**What this task involves**. Beneath this line is the data. Output exactly the lines from the line with "buttons, and a" to the line with "pub mod rules;", both ends included, and nothing more.

**Stored items**.
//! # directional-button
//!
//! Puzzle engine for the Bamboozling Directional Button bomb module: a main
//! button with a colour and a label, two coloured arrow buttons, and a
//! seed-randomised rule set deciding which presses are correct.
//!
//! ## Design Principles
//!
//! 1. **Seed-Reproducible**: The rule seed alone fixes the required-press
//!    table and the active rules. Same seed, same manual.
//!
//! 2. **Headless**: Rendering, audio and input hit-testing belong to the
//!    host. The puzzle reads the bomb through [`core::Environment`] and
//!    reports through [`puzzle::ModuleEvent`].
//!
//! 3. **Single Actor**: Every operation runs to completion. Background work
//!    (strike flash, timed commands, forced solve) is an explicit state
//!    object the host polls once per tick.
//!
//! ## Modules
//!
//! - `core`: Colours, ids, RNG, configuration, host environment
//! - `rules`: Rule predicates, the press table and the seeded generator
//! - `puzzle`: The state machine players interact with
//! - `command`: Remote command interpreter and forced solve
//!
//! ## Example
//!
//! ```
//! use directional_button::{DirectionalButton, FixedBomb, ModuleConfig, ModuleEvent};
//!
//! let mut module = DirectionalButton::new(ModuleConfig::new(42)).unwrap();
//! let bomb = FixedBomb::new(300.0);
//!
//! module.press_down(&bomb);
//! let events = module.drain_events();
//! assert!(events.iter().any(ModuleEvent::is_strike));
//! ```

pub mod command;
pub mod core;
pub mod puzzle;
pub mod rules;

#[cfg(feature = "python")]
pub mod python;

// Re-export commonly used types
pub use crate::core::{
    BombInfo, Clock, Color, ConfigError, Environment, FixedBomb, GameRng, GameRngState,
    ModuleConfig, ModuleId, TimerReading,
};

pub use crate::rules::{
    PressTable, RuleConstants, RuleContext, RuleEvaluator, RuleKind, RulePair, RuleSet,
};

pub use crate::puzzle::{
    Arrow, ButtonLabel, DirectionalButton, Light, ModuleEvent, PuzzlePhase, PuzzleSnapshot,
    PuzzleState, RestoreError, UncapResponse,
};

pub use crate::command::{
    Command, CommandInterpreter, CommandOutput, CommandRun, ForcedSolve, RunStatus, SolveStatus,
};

**Response to the task**.
//! button with a colour and a label, two coloured arrow buttons, and a
//! seed-randomised rule set deciding which presses are correct.
//!
//! ## Design Principles
//!
//! 1. **Seed-Reproducible**: The rule seed alone fixes the required-press
//!    table and the active rules. Same seed, same manual.
//!
//! 2. **Headless**: Rendering, audio and input hit-testing belong to the
//!    host. The puzzle reads the bomb through [`core::Environment`] and
//!    reports through [`puzzle::ModuleEvent`].
//!
//! 3. **Single Actor**: Every operation runs to completion. Background work
//!    (strike flash, timed commands, forced solve) is an explicit state
//!    object the host polls once per tick.
//!
//! ## Modules
//!
//! - `core`: Colours, ids, RNG, configuration, host environment
//! - `rules`: Rule predicates, the press table and the seeded generator
//! - `puzzle`: The state machine players interact with
//! - `command`: Remote command interpreter and forced solve
//!
//! ## Example
//!
//! ```
//! use directional_button::{DirectionalButton, FixedBomb, ModuleConfig, ModuleEvent};
//!
//! let mut module = DirectionalButton::new(ModuleConfig::new(42)).unwrap();
//! let bomb = FixedBomb::new(300.0);
//!
//! module.press_down(&bomb);
//! let events = module.drain_events();
//! assert!(events.iter().any(ModuleEvent::is_strike));
//! ```

pub mod command;
pub mod core;
pub mod puzzle;
pub mod rules;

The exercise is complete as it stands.